Par exemple, les neurones de rats élevés dans des environnements plus stimulants sont beaucoup plus branchés. Cet environnement rehaussé stimule ces rats au point que leur cerveau s'en trouve amélioré. Un exemple chez les humains : le nombre de dentrides neuronales du centre du langage dans le cerveau est proportionnel au niveau de scolarité d'un individu. Autrement dit, plus un individu gravit les échelons de scolarité, plus il active le développement de son cerveau en ce qui a trait au langage.
Or, je crois fermement en la capacité des humains à opérer en eux des changements draconiens. Bien que nous soyons limités par notre hérédité, nous avons tout de même une marge de manoeuvre impressionnante. N'oublions jamais que nos gènes transportent en nous des prédispositions et non un destin implacable. On utilise souvent les recherches faites sur de vrais jumeaux pour démontrer l'influence de l'hérédité. Mais ce qui me fascine, c'est exactement le contraire : malgré un partage intégral du même bagage héréditaire, quand l'un des jumeaux est atteint du diabète ou de la schizophrénie, l'autre a moins de 50 % des chances d'en être aussi victime. Les vrais jumeaux partagent pourtant, en plus, un environnement biologique et social semblable, du moins au cours de leur enfance. À la naissance, le cerveau des vrais jumeaux, pourtant issu exactement des mêmes cellules d'origine, présente déjà des différences majeures! L'explication me semble simple. Chaque individu prend continuellement des décisions inconscientes qui influencent le cours de sa vie, et ceci dès le moment de sa conception.
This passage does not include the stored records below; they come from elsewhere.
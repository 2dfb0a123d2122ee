use anyhow::{Context, Result};
use clap::Parser;
use log::{info, warn};
use std::path::PathBuf;
use std::time::{Duration, Instant};

use track_enrich::dataset::{ensure_dataset, read_tracks, DEFAULT_DATASET};
use track_enrich::models::EnrichStats;
use track_enrich::output::{write_dataset, DEFAULT_OUTPUT};
use track_enrich::progress::{format_elapsed, init_logging, set_log_only};
use track_enrich::safety::validate_output_path;
use track_enrich::spotify::SpotifyClient;
use track_enrich::transform::{
    batch_count, fetch_all, merge, select_hits, FetchOptions, BATCH_SIZE, MIN_POPULARITY,
};

#[derive(Parser)]
#[command(name = "track-enrich")]
#[command(about = "Enrich a tracks dataset with release year, artwork, preview and region")]
struct Args {
    /// Output JSON file
    #[arg(default_value = DEFAULT_OUTPUT)]
    output: PathBuf,

    /// Use a local CSV instead of the downloaded dataset
    #[arg(long)]
    csv: Option<PathBuf>,

    /// Kaggle dataset handle (owner/slug)
    #[arg(long, default_value = DEFAULT_DATASET)]
    dataset: String,

    #[arg(long, env = "SPOTIFY_CLIENT_ID", hide_env_values = true)]
    client_id: String,

    #[arg(long, env = "SPOTIFY_CLIENT_SECRET", hide_env_values = true)]
    client_secret: String,

    /// Minimum popularity for a track to be enriched
    #[arg(long, default_value_t = MIN_POPULARITY)]
    min_popularity: u32,

    /// Ids per request, at most 50
    #[arg(long, default_value_t = BATCH_SIZE)]
    batch_size: usize,

    /// Pause after each request, in milliseconds
    #[arg(long, default_value = "500")]
    pause_ms: u64,

    /// Only process the first N selected tracks (dry runs)
    #[arg(long)]
    max_tracks: Option<usize>,

    /// Write run statistics as JSON
    #[arg(long)]
    stats: Option<PathBuf>,

    /// Hide progress bars and log periodic progress lines instead
    #[arg(long)]
    log_only: bool,

    #[arg(short, long)]
    verbose: bool,

    #[arg(short, long)]
    quiet: bool,
}

fn main() -> Result<()> {
    let args = Args::parse();
    init_logging(args.verbose, args.quiet);
    set_log_only(args.log_only);

    let start = Instant::now();
    let mut stats = EnrichStats::default();

    // Phase 1: extract
    let source = match &args.csv {
        Some(path) => path.clone(),
        None => ensure_dataset(&args.dataset)?,
    };
    validate_output_path(&args.output, "json", &[source.as_path()])?;

    info!("Reading CSV: {}", source.display());
    let loaded = read_tracks(&source)?;
    stats.rows_read = loaded.tracks.len();
    stats.rows_skipped = loaded.skipped;
    if loaded.skipped > 0 {
        warn!("{} CSV rows could not be parsed", loaded.skipped);
    }

    // Phase 2: select
    let mut hits = select_hits(loaded.tracks, args.min_popularity, &mut stats);
    if let Some(max) = args.max_tracks {
        hits.truncate(max);
        stats.hits_selected = hits.len();
    }
    info!("Processing {} tracks...", hits.len());

    // Phase 3: fetch
    let mut client = SpotifyClient::connect(&args.client_id, &args.client_secret)
        .context("Failed to obtain a Spotify access token")?;

    let track_ids: Vec<String> = hits.iter().map(|t| t.track_id.clone()).collect();
    let options = FetchOptions {
        batch_size: args.batch_size.clamp(1, BATCH_SIZE),
        pause: Duration::from_millis(args.pause_ms),
    };
    info!(
        "Fetching metadata in {} batches of {}",
        batch_count(track_ids.len(), options.batch_size),
        options.batch_size
    );
    let metadata = fetch_all(&mut client, &track_ids, &options, &mut stats);

    // Phase 4: merge + write
    info!("Merging metadata...");
    let enriched = merge(hits, &metadata, &mut stats);
    write_dataset(&args.output, &enriched)?;

    stats.elapsed_seconds = start.elapsed().as_secs_f64();
    stats.log_summary();
    if let Some(path) = &args.stats {
        stats
            .write_to_file(path)
            .with_context(|| format!("Failed to write stats to {}", path.display()))?;
    }

    info!(
        "Done: {} tracks written to '{}' ({:.1}% of selected) in {}",
        enriched.len(),
        args.output.display(),
        stats.enrich_rate(),
        format_elapsed(start.elapsed())
    );
    Ok(())
}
En ce qui concerne les antidépresseurs, les gens pensent d'emblée que la «chimie du cerveau» doit être modifiée exclusivement par des médicaments s'ils sont en dépression. Ce qui est totalement faux. De plus, même si on reconnaît une efficacité relative aux antidépresseurs, leurs modes d'action ne sont pas encore élucidés. Les connaissances du cerveau ne sont pas aussi avancées qu'on pense.
Je suis étonné que l'excellent rapport intitulé Médicaments psychotropes et usages élargis : un regard éthique, rédigé par un groupe d'experts québécois à l'intention d'un ministère provincial du Québec, en 2009, n'ait pas eu plus d'écho dans les médias. Il y est écrit : «Les connaissances sur le cerveau, sur le mode de fonctionnement des médicaments et leurs effets secondaires à long terme sur le système nerveux central demeurent limitées à ce jour [p. 172].»
Je peux vous assurer en tout cas que la théorie du «débalancement chimique» comme explication de la dépression est maintenant totalement discréditée scientifiquement et que la psychiatrie américaine s'en dissocie après l'avoir disséminée.